- PROBLEM DETAILS: Only the last stretch of the records is wanted: restate word for word the line with "impl Display for" and every line after it.
(RECORDS FOR THE EXERCISE)
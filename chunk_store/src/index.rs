use std::{
    fmt::{self, Display},
    fs,
    num::NonZeroUsize,
    path::Path,
};

use log::debug;

use crate::{ChunkErr, ChunkHandle, Result};

/// The index of a chunked dataset split.
///
/// On disk it's a text file with three header lines (`dataset_size`, `chunk_size`
/// and `num_classes`) followed by one chunk file name per line, in chunk order.
#[derive(Debug, Clone, PartialEq, Eq)]
pub struct ChunkIndex {
    pub dataset_size: usize,
    pub chunk_size: NonZeroUsize,
    pub num_classes: usize,
    pub chunks: Vec<String>,
}

impl ChunkIndex {
    /// Parses a chunk index from its textual form.
    ///
    /// # Arguments
    /// * `text` - The contents of an index file.
    ///
    /// # Returns
    /// The parsed index or `ChunkErr::InvalidIndex` if it's malformed or the amount of
    /// listed chunks doesn't match the declared totals.
    pub fn parse(text: &str) -> Result<Self> {
        let mut lines = text.lines().map(str::trim);

        let mut header = |name: &str| -> Result<usize> {
            let line = lines
                .next()
                .ok_or_else(|| ChunkErr::InvalidIndex(format!("missing header line: {name}")))?;

            line.parse::<usize>().map_err(|e| {
                ChunkErr::InvalidIndex(format!("invalid {name} '{line}': {e}"))
            })
        };

        let dataset_size = header("dataset_size")?;
        let chunk_size = header("chunk_size")?;
        let num_classes = header("num_classes")?;

        let chunk_size = NonZeroUsize::new(chunk_size)
            .ok_or_else(|| ChunkErr::InvalidIndex("chunk_size must be greater than 0".into()))?;

        let chunks: Vec<String> = lines
            .filter(|line| !line.is_empty())
            .map(String::from)
            .collect();

        let index = Self {
            dataset_size,
            chunk_size,
            num_classes,
            chunks,
        };

        if index.chunks.len() != index.expected_chunks() {
            return Err(ChunkErr::InvalidIndex(format!(
                "{} examples in chunks of {} need {} chunk files, the index lists {}",
                index.dataset_size,
                index.chunk_size,
                index.expected_chunks(),
                index.chunks.len()
            )));
        }

        Ok(index)
    }

    /// Reads and parses the index file at `path`.
    pub fn load(path: &Path) -> Result<Self> {
        let text = fs::read_to_string(path).map_err(|e| ChunkErr::io(path, e))?;
        Self::parse(&text)
    }

    /// Writes the index in its textual form to `path`.
    pub fn write(&self, path: &Path) -> Result<()> {
        fs::write(path, self.to_string()).map_err(|e| ChunkErr::io(path, e))
    }

    /// The amount of chunk files needed to hold `dataset_size` examples.
    pub fn expected_chunks(&self) -> usize {
        self.dataset_size.div_ceil(self.chunk_size.get())
    }

    /// Opens the header of every chunk under `dir` and checks them against the index totals.
    ///
    /// Every chunk but the last must hold exactly `chunk_size` examples, the last one at
    /// most `chunk_size`, and all of them together exactly `dataset_size`.
    ///
    /// # Arguments
    /// * `dir` - The directory the chunk file names are relative to.
    ///
    /// # Returns
    /// The length of every chunk, in order.
    pub fn verify(&self, dir: &Path) -> Result<Vec<usize>> {
        let chunk_size = self.chunk_size.get();
        let mut lens = Vec::with_capacity(self.chunks.len());

        for (i, name) in self.chunks.iter().enumerate() {
            let handle = ChunkHandle::open(&dir.join(name))?;
            let len = handle.len();
            let last = i + 1 == self.chunks.len();

            if len > chunk_size || (!last && len != chunk_size) {
                return Err(ChunkErr::InvalidIndex(format!(
                    "chunk '{name}' holds {len} examples, expected {}{chunk_size}",
                    if last { "at most " } else { "" }
                )));
            }

            lens.push(len);
        }

        let total: usize = lens.iter().sum();
        if total != self.dataset_size {
            return Err(ChunkErr::InvalidIndex(format!(
                "chunks hold {total} examples but the index declares {}",
                self.dataset_size
            )));
        }

        debug!(chunks = lens.len(), examples = total; "verified chunk index");
        Ok(lens)
    }
}

impl Display for ChunkIndex {
    fn fmt(&self, f: &mut fmt::Formatter<'_>) -> fmt::Result {
        writeln!(f, "{}", self.dataset_size)?;
        writeln!(f, "{}", self.chunk_size)?;
        writeln!(f, "{}", self.num_classes)?;

        for chunk in &self.chunks {
            writeln!(f, "{chunk}")?;
        }

        Ok(())
    }
}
(End RECORDS FOR THE EXERCISE)
- WRITTEN REPLY:
impl Display for ChunkIndex {
    fn fmt(&self, f: &mut fmt::Formatter<'_>) -> fmt::Result {
        writeln!(f, "{}", self.dataset_size)?;
        writeln!(f, "{}", self.chunk_size)?;
        writeln!(f, "{}", self.num_classes)?;

        for chunk in &self.chunks {
            writeln!(f, "{chunk}")?;
        }

        Ok(())
    }
}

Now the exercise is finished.